Data supplied:
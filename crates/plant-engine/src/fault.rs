//! Fault conditions raised by the safety gate and the monitoring pass.

use crate::ids::{Pump, Tower};
use thiserror::Error;

/// A named fault condition.
///
/// The `Display` rendering matches the condition strings the plant's alarm
/// annunciator and historian key on, e.g. `TOWER2_HIGH_VIBRATION_CRITICAL`.
#[derive(Debug, Error, Clone, Copy, PartialEq, Eq)]
pub enum Fault {
    /// Tower fan vibration above the critical ISO 10816 boundary.
    #[error("TOWER{}_HIGH_VIBRATION_CRITICAL", .0.number())]
    HighVibrationCritical(Tower),
    /// Tower fan vibration in the warning band.
    #[error("TOWER{}_HIGH_VIBRATION_WARNING", .0.number())]
    HighVibrationWarning(Tower),
    /// A VFD leg current above the critical limit.
    #[error("TOWER{}_CRITICAL_VFD_CURRENT", .0.number())]
    CriticalVfdCurrent(Tower),
    /// A VFD leg current in the warning band.
    #[error("TOWER{}_VFD_CURRENT_WARNING", .0.number())]
    VfdCurrentWarning(Tower),
    /// Pump motor current above the critical limit.
    #[error("PUMP{}_OVERCURRENT", .0.number())]
    PumpOvercurrent(Pump),
    /// The engine itself failed; outputs were forced to the fail-safe set.
    #[error("CONTROL_SYSTEM_ERROR")]
    ControlSystemError,
}

impl Fault {
    /// Whether this fault forces the safe-shutdown output on its own.
    pub fn is_critical(self) -> bool {
        matches!(
            self,
            Fault::HighVibrationCritical(_)
                | Fault::CriticalVfdCurrent(_)
                | Fault::PumpOvercurrent(_)
                | Fault::ControlSystemError
        )
    }
}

Exercise requirements:
Isolate the lines above that contain the word "limit" and copy them.

Task output:
    /// A VFD leg current above the critical limit.
    /// Pump motor current above the critical limit.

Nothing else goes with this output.